ISLAMABAD - Pakistan Tehreek-e-Insaf (PTI) chief Imran Khan on Thursday again failed to prove before the apex court that he had returned the money he borrowed from his ex-wife Jemima Khan for the purchase of Bani Gala property.

A three-member bench headed by Chief Justice Mian Saqib Nisar resumed hearing on PML-N leader Hanif Abbasi’s petition seeking disqualification of Khan and PTI Secretary General Jahangir Khan Tareen over non-disclosure of assets and owning offshore companies and getting foreign funds to run party affairs.

On September 26, Imran’s counsel Naeem Bukhari sought one-day time to furnish the bank statement to prove that 562,415 pounds were transferred to Jemima’s Anglo Irish Bank account.

But on Thursday he furnished two letters, which were dubbed by the petitioner’s counsel as fake and rejected by the court as proof of repayment of money.

According to the letters, Khan had written to Barclays Private Bank Limited on April 11 and April 18 in 2003 for transfer of 38,124 pounds in Tahir Nawaz’s bank account and 562,415 pounds in the account of Jemima.

The chief justice said that they were not asking why 38,124 pounds were given to Tahir Nawaz but demanding to show the court the authentic proof of returning money to Jemima.

The judge said that the case was very simple, and he told the counsel that “he should have produced this document on the first date of hearing”, adding the matter is pending for many months.

Bukhari informed the bench that the London apartment was sold for 690,307 pounds and out of that amount, 38,124 pounds was paid to Tahir Nawaz, 562,415 pounds to Jemima and 25,000 pounds to solicitors, while the remaining 75,000 pounds were used for litigation to claim damages and recovery of the rent from the tenant of the flat.

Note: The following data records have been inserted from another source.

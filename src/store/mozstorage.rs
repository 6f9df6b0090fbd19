//! Reader for the Firefox extension's structured storage.
//!
//! The extension's state lives in an IndexedDB SQLite file under the
//! profile's `storage/default/moz-extension+++...` directory. The
//! `object_data` table has no keys that are meaningful for this lookup,
//! so the reader materializes the full table in its native order and
//! picks the target rows by the fixed ordinal positions in
//! [`vendors::field_rows`]. Those positions are empirical; every decode
//! surprise collapses to `StructureChanged` instead of propagating.

use std::path::Path;

use rusqlite::{Connection, OpenFlags};

use crate::base::ExtractError;
use crate::record::CredentialRecord;
use crate::store::framing::{decode_framed_field, FieldKind};
use crate::store::vendors::{self, field_rows};

/// Read the three fields out of the store under `profile_dir`.
///
/// An absent store file is `NotFound` so the caller can re-supply the
/// path. A store locked by a live browser is `SourceBusy`. The
/// connection is released before the function returns on every path.
pub fn read_profile_store(profile_dir: &Path) -> Result<CredentialRecord, ExtractError> {
    let path = profile_dir.join(vendors::FIREFOX_IDB_SUFFIX);
    if !path.is_file() {
        return Err(ExtractError::not_found(path.display().to_string()));
    }

    let conn = Connection::open_with_flags(&path, OpenFlags::SQLITE_OPEN_READ_ONLY)?;
    let rows = scan_object_data(&conn)?;
    drop(conn);

    tracing::debug!(path = %path.display(), rows = rows.len(), "scanned extension object data");
    let kdf_iterations =
        decode_framed_field(row(&rows, field_rows::KDF_ITERATIONS)?, FieldKind::Count)?
            .into_count()?;
    let key_hash =
        decode_framed_field(row(&rows, field_rows::KEY_HASH)?, FieldKind::Text)?.into_text()?;
    let email =
        decode_framed_field(row(&rows, field_rows::USER_EMAIL)?, FieldKind::Text)?.into_text()?;

    Ok(CredentialRecord {
        email,
        key_hash,
        kdf_iterations,
    })
}

/// Unconditional full-table scan in native row order.
fn scan_object_data(conn: &Connection) -> Result<Vec<Vec<u8>>, ExtractError> {
    let mut stmt = conn.prepare("SELECT data FROM object_data")?;
    let rows = stmt
        .query_map([], |row| row.get::<_, Vec<u8>>(0))?
        .collect::<Result<Vec<_>, _>>()?;
    Ok(rows)
}

fn row(rows: &[Vec<u8>], index: usize) -> Result<&[u8], ExtractError> {
    rows.get(index)
        .map(Vec::as_slice)
        .ok_or(ExtractError::StructureChanged)
}

#[cfg(test)]
mod tests {
    use super::*;

    /// Wrap a payload in the store's framing: sentinel, payload, NUL
    /// padding, sentinel.
    fn framed(payload: &[u8]) -> Vec<u8> {
        let mut blob = vec![0xff];
        blob.extend_from_slice(payload);
        blob.extend_from_slice(b"\x00\x00");
        blob.push(0xff);
        blob
    }

    /// Build a profile directory whose store holds `rows` framed blobs.
    fn seed_profile(rows: &[Vec<u8>]) -> tempfile::TempDir {
        let dir = tempfile::tempdir().unwrap();
        let db_path = dir.path().join(vendors::FIREFOX_IDB_SUFFIX);
        std::fs::create_dir_all(db_path.parent().unwrap()).unwrap();
        let conn = Connection::open(&db_path).unwrap();
        conn.execute("CREATE TABLE object_data (data BLOB)", []).unwrap();
        for blob in rows {
            conn.execute(
                "INSERT INTO object_data (data) VALUES (?1)",
                rusqlite::params![blob],
            )
            .unwrap();
        }
        dir
    }

    fn well_formed_rows() -> Vec<Vec<u8>> {
        let mut rows = vec![framed(b"filler"); 22];
        rows[field_rows::KDF_ITERATIONS] = framed(&100_000u32.to_le_bytes());
        rows[field_rows::KEY_HASH] = framed(b"hashhash");
        rows[field_rows::USER_EMAIL] = framed(b"user@example.com");
        rows
    }

    #[test]
    fn recovers_the_fields_from_their_fixed_rows() {
        let dir = seed_profile(&well_formed_rows());
        let record = read_profile_store(dir.path()).unwrap();
        assert_eq!(record.email, "user@example.com");
        assert_eq!(record.key_hash, "hashhash");
        assert_eq!(record.kdf_iterations, 100_000);
    }

    #[test]
    fn absent_store_is_not_found() {
        let dir = tempfile::tempdir().unwrap();
        assert!(matches!(
            read_profile_store(dir.path()),
            Err(ExtractError::NotFound { .. })
        ));
    }

    #[test]
    fn short_table_is_a_structure_change() {
        let dir = seed_profile(&vec![framed(b"filler"); 5]);
        assert_eq!(
            read_profile_store(dir.path()),
            Err(ExtractError::StructureChanged)
        );
    }

    #[test]
    fn undecodable_target_row_is_a_structure_change() {
        let mut rows = well_formed_rows();
        rows[field_rows::USER_EMAIL] = vec![0xff, 0xff];
        let dir = seed_profile(&rows);
        assert_eq!(
            read_profile_store(dir.path()),
            Err(ExtractError::StructureChanged)
        );
    }

    #[test]
    fn missing_table_is_a_structure_change() {
        let dir = tempfile::tempdir().unwrap();
        let db_path = dir.path().join(vendors::FIREFOX_IDB_SUFFIX);
        std::fs::create_dir_all(db_path.parent().unwrap()).unwrap();
        let conn = Connection::open(&db_path).unwrap();
        conn.execute("CREATE TABLE unrelated (x INTEGER)", []).unwrap();
        drop(conn);

        assert_eq!(
            read_profile_store(dir.path()),
            Err(ExtractError::StructureChanged)
        );
    }

    #[test]
    fn exclusively_locked_store_is_source_busy() {
        let dir = seed_profile(&well_formed_rows());
        let db_path = dir.path().join(vendors::FIREFOX_IDB_SUFFIX);
        let holder = Connection::open(&db_path).unwrap();
        holder.execute_batch("BEGIN EXCLUSIVE").unwrap();

        assert_eq!(
            read_profile_store(dir.path()),
            Err(ExtractError::SourceBusy)
        );

        holder.execute_batch("COMMIT").unwrap();
        // With the lock released the same store reads fine.
        assert!(read_profile_store(dir.path()).is_ok());
    }
}
//! Last-resort interactive capture of the three fields.
//!
//! The orchestrator never talks to the terminal directly; it goes
//! through [`FieldSource`] so tests can substitute a deterministic
//! implementation for [`TerminalPrompter`].

use std::io::{self, BufRead, Write};

/// Source of operator-supplied values.
pub trait FieldSource {
    /// Ask for the Firefox profile directory holding the extension store.
    fn supply_profile_path(&mut self) -> io::Result<String>;

    /// Ask for the three fields, returned as (email, key hash, iteration
    /// text). Whatever the operator types is accepted verbatim — this is
    /// the terminal strategy and constructing a correct record is the
    /// operator's responsibility.
    fn supply_three_fields(&mut self) -> io::Result<(String, String, String)>;
}

/// Interactive prompts on the controlling terminal.
pub struct TerminalPrompter;

impl FieldSource for TerminalPrompter {
    fn supply_profile_path(&mut self) -> io::Result<String> {
        println!("It seems that you're using Firefox, please enter the extension storage path");
        if cfg!(windows) {
            println!(
                "by default, it looks like this: %AppData%\\Mozilla\\Firefox\\Profiles\\[your_profile]\\storage\\default\\moz-extension+++[UUID]^userContextId=[integer]"
            );
        } else {
            println!(
                "by default, it looks like this: ~/.mozilla/firefox/your_profile/storage/default/moz-extension+++[UUID]^userContextId=[integer]"
            );
        }
        println!("The UUID can be found by visiting about:debugging#/runtime/this-firefox");
        prompt("Please enter path (replace \\ with / or with \\\\): ")
    }

    fn supply_three_fields(&mut self) -> io::Result<(String, String, String)> {
        print_inspection_instructions();
        let key_hash = prompt("search for the value of the \"keyHash\" key and enter it here: ")?;
        let iterations =
            prompt("search for the value of the \"kdfIterations\" key and enter it here: ")?;
        let email = prompt("search for the value of the \"userEmail\" key and enter it here: ")?;
        Ok((email, key_hash, iterations))
    }
}

/// Walk the operator through reading the extension storage by hand.
fn print_inspection_instructions() {
    println!("automatic data extraction failed");
    println!("here are the manual steps\n");
    println!("Firefox: navigate to about:debugging#/runtime/this-firefox");
    println!("click \"inspect\" at the Bitwarden entry");
    println!("click \"extension storage\" in the storage tab");
    println!();
    println!("Chrome: navigate to chrome://extensions/");
    println!("turn the developer mode on");
    println!("click \"Inspect views background.html\" at the Bitwarden entry");
    println!("open the console tab");
    println!(
        "enter \" chrome.storage.local.get(null, function (data) {{ console.info(data) }}); \""
    );
    println!();
    println!(
        "those instructions apply to all chromium based browsers such as Vivaldi, Opera, Brave and the new Edge"
    );
    println!("\n");
}

fn prompt(label: &str) -> io::Result<String> {
    print!("{label}");
    io::stdout().flush()?;
    let mut line = String::new();
    io::stdin().lock().read_line(&mut line)?;
    Ok(line.trim_end_matches(['\r', '\n']).to_owned())
}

The chief justice said that the letters say the money was transferred through banking channel. He inquired where the proof of debit and credit entries was.

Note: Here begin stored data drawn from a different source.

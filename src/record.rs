//! The recovered credential record and its hashcat rendering.

use base64::prelude::BASE64_STANDARD;
use base64::Engine;

/// The three credential-verification fields recovered from a source.
///
/// A record is only constructed once all three fields are known. Readers
/// discard partial recoveries so the next strategy in the chain gets its
/// turn instead of a half-filled record leaking out. A record is built
/// fresh per extraction attempt, is immutable once returned, and is
/// consumed exactly once by [`CredentialRecord::hashcat_line`].
#[derive(Debug, Clone, PartialEq, Eq)]
pub struct CredentialRecord {
    /// Account identifier, with any source-level quoting stripped.
    pub email: String,
    /// Key-derivation check value, kept as an opaque token.
    pub key_hash: String,
    /// Configured key-derivation rounds.
    pub kdf_iterations: u32,
}

impl CredentialRecord {
    /// Render the record in the format hashcat mode 23400 consumes:
    /// `$bitwarden$1*<iterations>*<base64(email)>*<keyHash>`.
    ///
    /// The iteration count is decimal with no leading zeros, the email is
    /// standard-alphabet base64 with padding. Total for every structurally
    /// valid record.
    pub fn hashcat_line(&self) -> String {
        format!(
            "$bitwarden$1*{}*{}*{}",
            self.kdf_iterations,
            BASE64_STANDARD.encode(self.email.as_bytes()),
            self.key_hash
        )
    }
}
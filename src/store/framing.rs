//! Decoder for the framed byte blobs in the Firefox extension store.
//!
//! Each `object_data` row wraps its value in an undocumented
//! self-delimited framing: `0xFF`-separated segments where the most
//! recent value occupies the last segment, NUL-padded. There is no
//! published schema and no version marker, so the whole convention sits
//! behind one entry point, [`decode_framed_field`], that can be swapped
//! wholesale the next time the layout drifts.

use crate::base::ExtractError;

/// Sentinel separating historical value segments inside a blob.
const SEGMENT_SENTINEL: u8 = 0xFF;
/// Padding byte terminating the live payload inside a segment.
const PAYLOAD_TERMINATOR: u8 = 0x00;

/// How the payload bytes of a field are interpreted.
#[derive(Debug, Clone, Copy, PartialEq, Eq)]
pub enum FieldKind {
    /// UTF-8 text payload.
    Text,
    /// Little-endian unsigned integer payload.
    Count,
}

/// A decoded field value.
#[derive(Debug, Clone, PartialEq, Eq)]
pub enum FieldValue {
    Text(String),
    Count(u32),
}

impl FieldValue {
    /// The text payload, or `StructureChanged` for a count field.
    pub fn into_text(self) -> Result<String, ExtractError> {
        match self {
            FieldValue::Text(text) => Ok(text),
            FieldValue::Count(_) => Err(ExtractError::StructureChanged),
        }
    }

    /// The integer payload, or `StructureChanged` for a text field.
    pub fn into_count(self) -> Result<u32, ExtractError> {
        match self {
            FieldValue::Count(count) => Ok(count),
            FieldValue::Text(_) => Err(ExtractError::StructureChanged),
        }
    }
}

/// Decode one framed blob into its most recent payload.
///
/// Framing: strip sentinel bytes off both ends, split the remainder on
/// the sentinel and keep the last segment, then split that segment on
/// NUL and keep the first piece. Any structural surprise — an empty or
/// all-sentinel blob, an empty piece, non-UTF-8 text, an oversized
/// integer piece — is reported as [`ExtractError::StructureChanged`] so
/// the caller can fall back instead of crashing.
pub fn decode_framed_field(blob: &[u8], kind: FieldKind) -> Result<FieldValue, ExtractError> {
    let piece = payload_piece(blob).ok_or(ExtractError::StructureChanged)?;
    match kind {
        FieldKind::Text => {
            let text = std::str::from_utf8(piece).map_err(|_| ExtractError::StructureChanged)?;
            Ok(FieldValue::Text(text.to_owned()))
        }
        FieldKind::Count => decode_count(piece).map(FieldValue::Count),
    }
}

/// Last sentinel-delimited segment, first NUL-terminated piece within it.
fn payload_piece(blob: &[u8]) -> Option<&[u8]> {
    let start = blob.iter().position(|&b| b != SEGMENT_SENTINEL)?;
    let end = blob.iter().rposition(|&b| b != SEGMENT_SENTINEL)?;
    let trimmed = &blob[start..=end];
    let last_segment = trimmed.split(|&b| b == SEGMENT_SENTINEL).next_back()?;
    let piece = last_segment.split(|&b| b == PAYLOAD_TERMINATOR).next()?;
    if piece.is_empty() {
        None
    } else {
        Some(piece)
    }
}

fn decode_count(piece: &[u8]) -> Result<u32, ExtractError> {
    if piece.len() > 4 {
        return Err(ExtractError::StructureChanged);
    }
    let mut value = 0u32;
    for (i, &byte) in piece.iter().enumerate() {
        value |= u32::from(byte) << (8 * i);
    }
    Ok(value)
}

Justice Umar Atta Bandial stated: “These are not tax or account proceedings, but we are looking for truth and genuineness. You [Imran] are a public office-holder. Please show us something other than the letters proving that 562,415 pounds went into the account of [your] ex-wife.”

Akram Sheikh, appearing on behalf of Abbasi, pointed out that Imran Khan’s signature on the two letters was completely different. He alleged that “these are forged and fake documents”.

Bukhari argued that Jemima and Tahir Nawaz have also confirmed they have received the money. He placed an email received from Jemima, but the court after examining it returned it to the lawyer. The chief justice observed that Jemima’s email was not addressed to Imran.

The chief justice said throughout the proceedings of the case it had been the stance of Imran that he paid Rs6.5 million, initial payment, for the purchase of Bani Gala, while took the remaining amount from Jemima. But now he has taken the stance that the amount was gifted to him by Jemima. The chief justice noted that all the mutations of Bani Gala land were in the name of Jemima.

Bukhari said that the Bani Gala land was always meant for Jemima, adding it was purchased to encourage her to come back and settle in Pakistan. He said under the law, it was Jemima’s property and if she had not returned to the Imran then what his client could do.

Justice Saqib said if Imran had purchased the land as a gift for Jemima, he should have written so in his replies. Jemima had remitted a substantial amount for the Bani Gala property, he added.

The chief justice said the allegation of the petitioner was that it was ‘gift back arrangement to evade tax’. Bukhari denied it. However, the chief justice remarked that the loan money was different from the gift money.

Abbasi’s counsel argued that Imran has constructed a palatial house in Bani Gala on an area of more than 300 kanals. Akram Sheikh said though Imran claims to champion a simple living, the estimated cost of construction of the house in Bani Gala at that time was said to be around Rs70 million.

The petitioner’s counsel said that the PTI chief failed to declare the source of income, sufficient to construct such a house with that amount. He contended that Imran had declared his total income from the year 1981 to 2008 at Rs21 million and out of that, he has already declared a foreign remittance of Rs11 million.

Imran, he said, has also failed to provide the source of income and detail of the funds for the maintenance of a lavish and luxurious farmhouse in his tax return.

“The house has a contingent of armed guards, chowkidars, gardeners, cooks, servants and transport,” the petitioner’s counsel said. He questioned how the salaries of such a huge staff could be paid by Imran from his declared income. He said that it means he concealed his income or finances.

Imran also failed to pay agriculture income tax on his agriculture land until the year 2012. Moreover, declaring static agriculture income, during few years, reveals that he has declared fake income on account of agriculture to justify investments made with black money, the counsel contended.

The court had directed Bukhari to supply the documents related to litigation for recovery of the money from the tenant and the bank transactions of Jemima’s account.